According to the Mahabharata, the Pandavas had to make a human sacrifice known as the Kalappali to win the war. The person sacrificed had to have the 32 lakshanam and the only 3 people to have these were Krishna, Arjuna, and Aravan. Krishna could not be sacrificed and Arjuna was essential as he was the best archer, so Aravan volunteered himself to be the one to die.

Because of his brave decision, Krishna granted him the wish of marrying before dying so he took on the form of a woman named Mohini and married Aravan. He was to be sacrificed to the Goddess Kali and so his body was cut into 32 pieces to which Kali blessed the Pandavas and allowed them to win the war.
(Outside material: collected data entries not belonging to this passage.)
//! Background Tasks Module
//!
//! Periodic maintenance that runs alongside the server.
//!
//! # Tasks
//! - TTL Cleanup: sweeps expired entries out of a cache
//! - Vocabulary Flush: persists the autocomplete vocabulary when dirty
//! - Daily Reset: empties the product-list cache and restarts its counters

mod cleanup;
mod flush;
mod reset;

pub use cleanup::spawn_cleanup_task;
pub use flush::spawn_flush_task;
pub use reset::spawn_daily_reset_task;
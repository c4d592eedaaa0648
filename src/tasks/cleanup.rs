//! TTL Cleanup Task
//!
//! Background sweep of expired entries. Reads already drop expired entries
//! lazily; the sweep bounds how long unread ones keep memory.

use std::time::Duration;

use tokio::task::JoinHandle;
use tracing::{debug, info};

use crate::cache::SharedCache;

/// Spawns a task that calls [`SharedCache::cleanup`] every `interval`.
///
/// `name` only labels log lines. Abort the returned handle on shutdown.
///
/// # Example
/// ```ignore
/// let products = SharedCache::<String>::new(1000, Duration::from_secs(300));
/// let handle = spawn_cleanup_task("products", products.clone(), Duration::from_secs(60));
/// // Later, during shutdown:
/// handle.abort();
/// ```
pub fn spawn_cleanup_task<V>(
    name: &'static str,
    cache: SharedCache<V>,
    interval: Duration,
) -> JoinHandle<()>
where
    V: Clone + Send + Sync + 'static,
{
    tokio::spawn(async move {
        info!(cache = name, interval_secs = interval.as_secs(), "starting TTL cleanup task");

        loop {
            tokio::time::sleep(interval).await;

            let removed = cache.cleanup().await;
            if removed > 0 {
                info!(cache = name, removed, "TTL cleanup removed expired entries");
            } else {
                debug!(cache = name, "TTL cleanup found nothing to remove");
            }
        }
    })
}
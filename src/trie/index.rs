//! Prefix Index Module
//!
//! A character trie over lowercased, trimmed strings. Children are kept in a
//! `BTreeMap` so prefix searches return words in lexical order.

use std::collections::BTreeMap;

#[derive(Debug, Default, Clone)]
struct Node {
    children: BTreeMap<char, Node>,
    terminal: bool,
}

// == Prefix Index ==
#[derive(Debug, Default, Clone)]
pub struct PrefixIndex {
    root: Node,
    words: usize,
}

impl PrefixIndex {
    pub fn new() -> Self {
        Self::default()
    }

    pub fn from_words<I, S>(words: I) -> Self
    where
        I: IntoIterator<Item = S>,
        S: AsRef<str>,
    {
        let mut index = Self::new();
        index.batch_insert(words);
        index
    }

    // == Insert ==
    /// Inserts `text` after trimming and lowercasing it.
    ///
    /// Returns true when the word was not already present. Blank input is
    /// ignored.
    pub fn insert(&mut self, text: &str) -> bool {
        let word = normalize(text);
        if word.is_empty() {
            return false;
        }

        let mut node = &mut self.root;
        for ch in word.chars() {
            node = node.children.entry(ch).or_default();
        }

        if node.terminal {
            return false;
        }
        node.terminal = true;
        self.words += 1;
        true
    }

    /// Inserts every item and returns how many were new.
    pub fn batch_insert<I, S>(&mut self, words: I) -> usize
    where
        I: IntoIterator<Item = S>,
        S: AsRef<str>,
    {
        words
            .into_iter()
            .filter(|w| self.insert(w.as_ref()))
            .count()
    }

    pub fn contains(&self, text: &str) -> bool {
        let word = normalize(text);
        !word.is_empty() && self.find(&word).map(|n| n.terminal).unwrap_or(false)
    }

    // == Search ==
    /// Returns up to `limit` stored words starting with `prefix`.
    ///
    /// The prefix is lowercased but not trimmed, so a trailing space narrows
    /// the match. An empty prefix matches everything. A prefix with no path
    /// returns an empty vector.
    pub fn search_prefix(&self, prefix: &str, limit: usize) -> Vec<String> {
        let mut results = Vec::new();
        if limit == 0 {
            return results;
        }

        let prefix = prefix.to_lowercase();
        if let Some(node) = self.find(&prefix) {
            let mut buf = prefix;
            collect(node, &mut buf, limit, &mut results);
        }
        results
    }

    /// Every stored word in lexical order.
    pub fn words(&self) -> Vec<String> {
        let mut results = Vec::with_capacity(self.words);
        collect(&self.root, &mut String::new(), usize::MAX, &mut results);
        results
    }

    pub fn len(&self) -> usize {
        self.words
    }

    pub fn is_empty(&self) -> bool {
        self.words == 0
    }

    fn find(&self, word: &str) -> Option<&Node> {
        let mut node = &self.root;
        for ch in word.chars() {
            node = node.children.get(&ch)?;
        }
        Some(node)
    }
}

fn normalize(text: &str) -> String {
    text.trim().to_lowercase()
}

fn collect(node: &Node, buf: &mut String, limit: usize, out: &mut Vec<String>) {
    if out.len() >= limit {
        return;
    }
    if node.terminal {
        out.push(buf.clone());
    }
    for (ch, child) in &node.children {
        if out.len() >= limit {
            return;
        }
        buf.push(*ch);
        collect(child, buf, limit, out);
        buf.pop();
    }
}
//! Supplement Cache - in-process caching for a supplement catalog service
//!
//! Provides a generic TTL cache with cache-aside loading, domain caches for
//! product listings, the top-rated leaderboard and privileged roles, and a
//! persisted prefix index for autocomplete.

pub mod api;
pub mod cache;
pub mod config;
pub mod domain;
pub mod error;
pub mod models;
pub mod tasks;
pub mod trie;

pub use api::AppState;
pub use cache::{CacheStats, CacheStore, SharedCache};
pub use config::Config;
pub use error::{CacheError, Result};
pub use tasks::{spawn_cleanup_task, spawn_daily_reset_task, spawn_flush_task};
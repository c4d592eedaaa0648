//! Shared Cache Handle
//!
//! Async, cloneable front for a [`CacheStore`] plus the cache-aside loader.

use std::future::Future;
use std::sync::Arc;
use std::time::Duration;

use tokio::sync::RwLock;
use tracing::{debug, info};

use crate::cache::{CacheStats, CacheStore};

// == Shared Cache ==
/// Cloneable handle to a cache store guarded by a tokio `RwLock`.
///
/// Every clone refers to the same store. The process composition root creates
/// one per cache and hands clones to whoever needs it.
#[derive(Debug)]
pub struct SharedCache<V> {
    inner: Arc<RwLock<CacheStore<V>>>,
}

impl<V> Clone for SharedCache<V> {
    fn clone(&self) -> Self {
        Self {
            inner: Arc::clone(&self.inner),
        }
    }
}

impl<V: Clone> SharedCache<V> {
    pub fn new(max_entries: usize, default_ttl: Duration) -> Self {
        Self::from_store(CacheStore::new(max_entries, default_ttl))
    }

    pub fn from_store(store: CacheStore<V>) -> Self {
        Self {
            inner: Arc::new(RwLock::new(store)),
        }
    }

    // == Load Or Compute ==
    /// Returns the cached value for `key`, or runs `producer` and caches its
    /// result.
    ///
    /// The lock is released while `producer` runs. Two callers racing on the
    /// same cold key will therefore both invoke their producer and the later
    /// write wins; in-flight loads are not coalesced.
    ///
    /// A producer error is returned as-is and leaves the cache untouched.
    pub async fn load_or_compute<F, Fut, E>(
        &self,
        key: &str,
        producer: F,
        ttl: Option<Duration>,
    ) -> Result<V, E>
    where
        F: FnOnce() -> Fut,
        Fut: Future<Output = Result<V, E>>,
    {
        if let Some(value) = self.get(key).await {
            return Ok(value);
        }

        debug!(key, "cache miss, invoking producer");
        let value = producer().await?;

        self.inner.write().await.set(key, value.clone(), ttl);
        Ok(value)
    }

    // Get needs the write lock: it bumps hit counts and drops expired entries
    pub async fn get(&self, key: &str) -> Option<V> {
        self.inner.write().await.get(key)
    }

    pub async fn set(&self, key: impl Into<String>, value: V, ttl: Option<Duration>) {
        self.inner.write().await.set(key, value, ttl);
    }

    pub async fn has(&self, key: &str) -> bool {
        self.inner.write().await.has(key)
    }

    pub async fn delete(&self, key: &str) -> bool {
        self.inner.write().await.delete(key)
    }

    pub async fn clear(&self) {
        self.inner.write().await.clear();
    }

    pub async fn cleanup(&self) -> usize {
        self.inner.write().await.cleanup()
    }

    /// Empties the cache and restarts its counters. Returns entries dropped.
    pub async fn reset(&self) -> usize {
        self.inner.write().await.reset()
    }

    pub async fn stats(&self) -> CacheStats {
        self.inner.read().await.stats()
    }

    pub async fn len(&self) -> usize {
        self.inner.read().await.len()
    }

    pub async fn is_empty(&self) -> bool {
        self.inner.read().await.is_empty()
    }

    // == Invalidate ==
    /// Drops every entry whose key starts with `scope`.
    ///
    /// Safe on an empty cache. Returns the number of entries removed.
    pub async fn invalidate(&self, scope: &str) -> usize {
        let removed = self.inner.write().await.invalidate_prefix(scope);
        if removed > 0 {
            info!(scope, removed, "invalidated cache entries");
        }
        removed
    }

    // == Upsert One ==
    /// Applies `f` to the single cached record under `key`, leaving every
    /// other entry alone.
    ///
    /// Returns false if nothing live is cached under `key`; callers that need
    /// the record present should `set` it instead.
    pub async fn upsert_one<F>(&self, key: &str, f: F) -> bool
    where
        F: FnOnce(&mut V),
    {
        self.inner.write().await.update(key, f)
    }
}
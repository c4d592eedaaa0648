//! Daily Reset Task
//!
//! Once per interval, empties the product-list cache and restarts its lookup
//! counters so `/stats` reports a fresh window. The role cache is never reset
//! here; it only changes through grants, revokes and explicit invalidation.

use std::time::Duration;

use tokio::task::JoinHandle;
use tracing::info;

use crate::domain::ProductListCache;

/// Spawns a task that calls [`ProductListCache::daily_reset`] every
/// `interval`. The first reset happens one full interval after spawning.
pub fn spawn_daily_reset_task<V>(products: ProductListCache<V>, interval: Duration) -> JoinHandle<()>
where
    V: Clone + Send + Sync + 'static,
{
    tokio::spawn(async move {
        info!(interval_secs = interval.as_secs(), "starting daily reset task");

        loop {
            tokio::time::sleep(interval).await;

            let dropped = products.daily_reset().await;
            info!(dropped, "product list cache reset");
        }
    })
}

#[cfg(test)]
mod tests {
    use super::*;
    use crate::domain::ProductListQuery;

    const DAY: Duration = Duration::from_secs(24 * 60 * 60);

    #[tokio::test(start_paused = true)]
    async fn test_reset_runs_after_one_interval() {
        let products = ProductListCache::new(10);
        let query = ProductListQuery::page(1, 25);
        products.set(&query, 1u8).await;
        products.get(&query).await;

        let handle = spawn_daily_reset_task(products.clone(), DAY);

        tokio::time::sleep(DAY - Duration::from_secs(1)).await;
        assert_eq!(products.stats().await.size, 1);
        assert!(products.stats().await.last_reset.is_none());

        tokio::time::sleep(Duration::from_secs(2)).await;
        let stats = products.stats().await;
        assert_eq!(stats.size, 0);
        assert_eq!(stats.counters.hits, 0);
        assert!(stats.last_reset.is_some());

        handle.abort();
    }

    #[tokio::test(start_paused = true)]
    async fn test_reset_leaves_role_cache_alone() {
        use crate::domain::{InMemoryRoleStore, Role, RoleCache};

        let products: ProductListCache<u8> = ProductListCache::new(10);
        let roles = RoleCache::new(InMemoryRoleStore::new());
        roles.grant("alice", Role::Owner);

        let handle = spawn_daily_reset_task(products, Duration::from_secs(1));
        tokio::time::sleep(Duration::from_millis(3500)).await;

        assert!(roles.is_owner("alice").await);
        handle.abort();
    }
}
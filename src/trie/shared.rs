//! Shared Vocabulary Handle
//!
//! Cloneable, lock-guarded front for a [`Vocabulary`]. Saves copy the word
//! lists under a read lock and write them with no lock held, so lookups and
//! updates keep flowing while files are fsynced.

use std::sync::Arc;

use tokio::sync::{Mutex, RwLock};
use tracing::{debug, warn};

use crate::error::Result;
use crate::trie::vocabulary::{ProductNames, Vocabulary, VocabularyKind, VocabularyStats};

// == Shared Vocabulary ==
#[derive(Debug, Clone)]
pub struct SharedVocabulary {
    inner: Arc<RwLock<Vocabulary>>,
    /// Serializes saves so an older snapshot never lands after a newer one
    save_lock: Arc<Mutex<()>>,
}

impl SharedVocabulary {
    pub fn new(vocabulary: Vocabulary) -> Self {
        Self {
            inner: Arc::new(RwLock::new(vocabulary)),
            save_lock: Arc::new(Mutex::new(())),
        }
    }

    pub async fn search(&self, kind: VocabularyKind, prefix: &str, limit: usize) -> Vec<String> {
        self.inner.read().await.search(kind, prefix, limit)
    }

    pub async fn insert(&self, kind: VocabularyKind, text: &str) -> bool {
        self.inner.write().await.insert(kind, text)
    }

    pub async fn batch_update(&self, products: &[ProductNames]) -> usize {
        self.inner.write().await.batch_update(products)
    }

    pub async fn is_dirty(&self) -> bool {
        self.inner.read().await.is_dirty()
    }

    pub async fn stats(&self) -> VocabularyStats {
        self.inner.read().await.stats()
    }

    // == Save ==
    /// Writes the current word lists to disk unconditionally.
    pub async fn save(&self) -> Result<()> {
        self.save_if(false).await.map(|_| ())
    }

    /// Saves only if something changed since the last save. Failures are
    /// logged and leave the vocabulary dirty. Returns whether a save ran.
    pub async fn flush(&self) -> bool {
        match self.save_if(true).await {
            Ok(saved) => saved,
            Err(e) => {
                warn!(error = %e, "vocabulary flush failed");
                false
            }
        }
    }

    async fn save_if(&self, only_dirty: bool) -> Result<bool> {
        let _saving = self.save_lock.lock().await;

        let snapshot = {
            let vocabulary = self.inner.read().await;
            if only_dirty && !vocabulary.is_dirty() {
                debug!("vocabulary clean, skipping save");
                return Ok(false);
            }
            vocabulary.snapshot()
        };

        snapshot.write().await?;

        self.inner.write().await.mark_saved(snapshot.generation());
        Ok(true)
    }
}
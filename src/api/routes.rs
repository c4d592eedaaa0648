//! API Routes
//!
//! Configures the Axum router with all operational endpoints.

use axum::{
    routing::{get, post},
    Router,
};
use tower_http::{
    cors::{Any, CorsLayer},
    trace::TraceLayer,
};

use super::handlers::{
    add_products_handler, autocomplete_handler, flush_handler, health_handler,
    invalidate_handler, stats_handler, AppState,
};

/// Creates the main router with all endpoints configured.
///
/// # Endpoints
/// - `GET /autocomplete/:kind` - Prefix suggestions for products, brands or flavors
/// - `POST /vocabulary/products` - Record names of newly observed products
/// - `POST /vocabulary/flush` - Persist the vocabulary now
/// - `POST /invalidate` - Drop cached entries by scope or key prefix
/// - `GET /stats` - Cache and vocabulary statistics
/// - `GET /health` - Health check endpoint
///
/// # Middleware
/// - CORS: Allows any origin
/// - Tracing: Logs all requests
pub fn create_router(state: AppState) -> Router {
    let cors = CorsLayer::new()
        .allow_origin(Any)
        .allow_methods(Any)
        .allow_headers(Any);

    Router::new()
        .route("/autocomplete/:kind", get(autocomplete_handler))
        .route("/vocabulary/products", post(add_products_handler))
        .route("/vocabulary/flush", post(flush_handler))
        .route("/invalidate", post(invalidate_handler))
        .route("/stats", get(stats_handler))
        .route("/health", get(health_handler))
        .layer(cors)
        .layer(TraceLayer::new_for_http())
        .with_state(state)
}
//! Paginated product-list cache.

use std::future::Future;
use std::time::Duration;

use tracing::debug;

use crate::cache::{CacheStats, SharedCache};
use crate::domain::keys::{build_product_list_key, ProductListQuery};

/// Only pages `1..=CACHEABLE_PAGES` are stored; deeper pages are rarely
/// repeated.
pub const CACHEABLE_PAGES: i64 = 2;

pub const PRODUCT_LIST_TTL: Duration = Duration::from_secs(5 * 60);

// == Product List Cache ==
/// Caches the first pages of product listings keyed by normalized query.
#[derive(Debug)]
pub struct ProductListCache<V> {
    cache: SharedCache<V>,
    cacheable_pages: i64,
    ttl: Duration,
}

impl<V> Clone for ProductListCache<V> {
    fn clone(&self) -> Self {
        Self {
            cache: self.cache.clone(),
            cacheable_pages: self.cacheable_pages,
            ttl: self.ttl,
        }
    }
}

impl<V: Clone> ProductListCache<V> {
    pub fn new(max_entries: usize) -> Self {
        Self::with_policy(
            SharedCache::new(max_entries, PRODUCT_LIST_TTL),
            CACHEABLE_PAGES,
            PRODUCT_LIST_TTL,
        )
    }

    pub fn with_policy(cache: SharedCache<V>, cacheable_pages: i64, ttl: Duration) -> Self {
        Self {
            cache,
            cacheable_pages: cacheable_pages.max(0),
            ttl,
        }
    }

    /// True when the normalized page falls inside the cached window.
    pub fn is_cacheable(&self, query: &ProductListQuery) -> bool {
        query.normalized().page <= self.cacheable_pages
    }

    pub async fn get(&self, query: &ProductListQuery) -> Option<V> {
        if !self.is_cacheable(query) {
            return None;
        }
        self.cache.get(&build_product_list_key(query)).await
    }

    pub async fn set(&self, query: &ProductListQuery, page: V) {
        if !self.is_cacheable(query) {
            debug!(page = query.page, "skipping cache for deep page");
            return;
        }
        self.cache
            .set(build_product_list_key(query), page, Some(self.ttl))
            .await;
    }

    // == Load ==
    /// Cache-aside read. Pages past the window go straight to `producer`.
    pub async fn load<F, Fut, E>(&self, query: &ProductListQuery, producer: F) -> Result<V, E>
    where
        F: FnOnce() -> Fut,
        Fut: Future<Output = Result<V, E>>,
    {
        if !self.is_cacheable(query) {
            return producer().await;
        }
        self.cache
            .load_or_compute(&build_product_list_key(query), producer, Some(self.ttl))
            .await
    }

    /// Drops every cached listing, e.g. after a product is approved.
    pub async fn invalidate_all(&self) -> usize {
        // Every key matches the empty prefix; count and removal share one lock
        self.cache.invalidate("").await
    }

    /// Drops listings whose key starts with `prefix`.
    pub async fn invalidate(&self, prefix: &str) -> usize {
        self.cache.invalidate(prefix).await
    }

    pub async fn cleanup(&self) -> usize {
        self.cache.cleanup().await
    }

    /// Daily maintenance: drops every listing and restarts the hit, miss and
    /// eviction counters.
    pub async fn daily_reset(&self) -> usize {
        self.cache.reset().await
    }

    pub async fn stats(&self) -> CacheStats {
        self.cache.stats().await
    }

    /// Underlying handle, for maintenance tasks.
    pub fn shared(&self) -> &SharedCache<V> {
        &self.cache
    }
}
//! Supplement Cache - operational server
//!
//! Composition root: builds every cache once, warms what needs warming and
//! serves the operational API until SIGINT/SIGTERM.

use std::net::SocketAddr;

use anyhow::Context;
use tokio::signal;
use tokio::task::JoinHandle;
use tracing::{error, info, warn};
use tracing_subscriber::{layer::SubscriberExt, util::SubscriberInitExt};

use supplement_cache::api::{create_router, AppState};
use supplement_cache::domain::{InMemoryRoleStore, JsonFileRoleSeeder, RoleCache};
use supplement_cache::trie::{Vocabulary, VocabularyStore};
use supplement_cache::{spawn_cleanup_task, spawn_daily_reset_task, spawn_flush_task, Config};

/// Main entry point for the supplement cache server.
///
/// # Startup Sequence
/// 1. Initialize tracing subscriber for logging
/// 2. Load configuration from environment variables
/// 3. Load the autocomplete vocabulary, falling back to the built-in seed
/// 4. Create the caches and warm the role cache if a seed file is configured
/// 5. Start background cleanup, flush and daily reset tasks
/// 6. Serve HTTP until SIGINT/SIGTERM, then flush the vocabulary
#[tokio::main]
async fn main() -> anyhow::Result<()> {
    // RUST_LOG overrides the default filter
    tracing_subscriber::registry()
        .with(
            tracing_subscriber::EnvFilter::try_from_default_env()
                .unwrap_or_else(|_| "supplement_cache=info,tower_http=info".into()),
        )
        .with(tracing_subscriber::fmt::layer())
        .init();

    info!("Starting supplement cache server");

    let config = Config::from_env();
    info!(
        max_entries = config.max_entries,
        default_ttl = config.default_ttl,
        port = config.server_port,
        cleanup_interval = config.cleanup_interval,
        vocabulary_dir = ?config.vocabulary_dir,
        "configuration loaded"
    );

    let vocabulary = Vocabulary::initialize(VocabularyStore::new(&config.vocabulary_dir)).await;
    let mut state = AppState::from_config(&config, vocabulary);

    if let Some(path) = config.role_seed_file.clone() {
        let seeder = JsonFileRoleSeeder::new(path);
        let seed_path = seeder.path().display().to_string();
        state = state.with_role_cache(RoleCache::with_seeder(InMemoryRoleStore::new(), seeder));

        let warmed = state
            .roles
            .reload()
            .await
            .with_context(|| format!("loading roles from {}", seed_path));
        if let Err(e) = warmed {
            // Serving without roles only denies privileged actions; lookups retry
            warn!(error = %format!("{:#}", e), "role cache warm-up failed, starting empty");
        }
    }

    let tasks = vec![
        spawn_cleanup_task(
            "product_lists",
            state.products.shared().clone(),
            config.cleanup_interval(),
        ),
        spawn_cleanup_task(
            "leaderboard",
            state.leaderboard.shared().clone(),
            config.cleanup_interval(),
        ),
        spawn_flush_task(state.vocabulary.clone(), config.vocabulary_flush_interval()),
        spawn_daily_reset_task(state.products.clone(), config.daily_reset_interval()),
    ];
    info!(count = tasks.len(), "background tasks started");

    let vocabulary = state.vocabulary.clone();
    let app = create_router(state);

    let addr = SocketAddr::from(([0, 0, 0, 0], config.server_port));
    let listener = tokio::net::TcpListener::bind(addr)
        .await
        .with_context(|| format!("failed to bind {}", addr))?;
    info!("Server listening on http://{}", addr);

    axum::serve(listener, app)
        .with_graceful_shutdown(shutdown_signal(tasks))
        .await
        .context("server error")?;

    if vocabulary.flush().await {
        info!("vocabulary flushed on shutdown");
    }

    info!("Server shutdown complete");
    Ok(())
}

/// Waits for Ctrl+C or SIGTERM, then aborts the background tasks.
async fn shutdown_signal(tasks: Vec<JoinHandle<()>>) {
    let ctrl_c = async {
        if let Err(e) = signal::ctrl_c().await {
            error!(error = %e, "failed to install Ctrl+C handler");
            std::future::pending::<()>().await;
        }
    };

    #[cfg(unix)]
    let terminate = async {
        match signal::unix::signal(signal::unix::SignalKind::terminate()) {
            Ok(mut sigterm) => {
                sigterm.recv().await;
            }
            Err(e) => {
                error!(error = %e, "failed to install SIGTERM handler");
                std::future::pending::<()>().await;
            }
        }
    };

    #[cfg(not(unix))]
    let terminate = std::future::pending::<()>();

    tokio::select! {
        _ = ctrl_c => {
            info!("Received Ctrl+C, initiating shutdown...");
        }
        _ = terminate => {
            info!("Received SIGTERM, initiating shutdown...");
        }
    }

    for task in tasks {
        task.abort();
    }
    warn!("Background tasks aborted");
}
The day after Aravan's sacrifice, Mohini grieved him like a widow and followed different rituals to honor his death.

== Marriage to Koothandavar and Widowhood ==
On the 14th day of the Koovagam festival, which is also the full moon day, transgender women dressed as Mohini gather at the Kuttatavar temple from dawn to marry Aravan. Transgender people who are brides are usually dressed in their finest attire, bangles, and garlands. Various offerings are also carried, including kalasha and thali made of turmeric. In the sanctuary, there are many priests officiating the weddings of the brides, each of whom will marry Aravan. The priests usually act as Aravan's representatives, tying the thali around the bride's neck and performing symbols of marriage in Hinduism. That night and the next day, a transgender lady can have sex to mark the consummation of a marriage.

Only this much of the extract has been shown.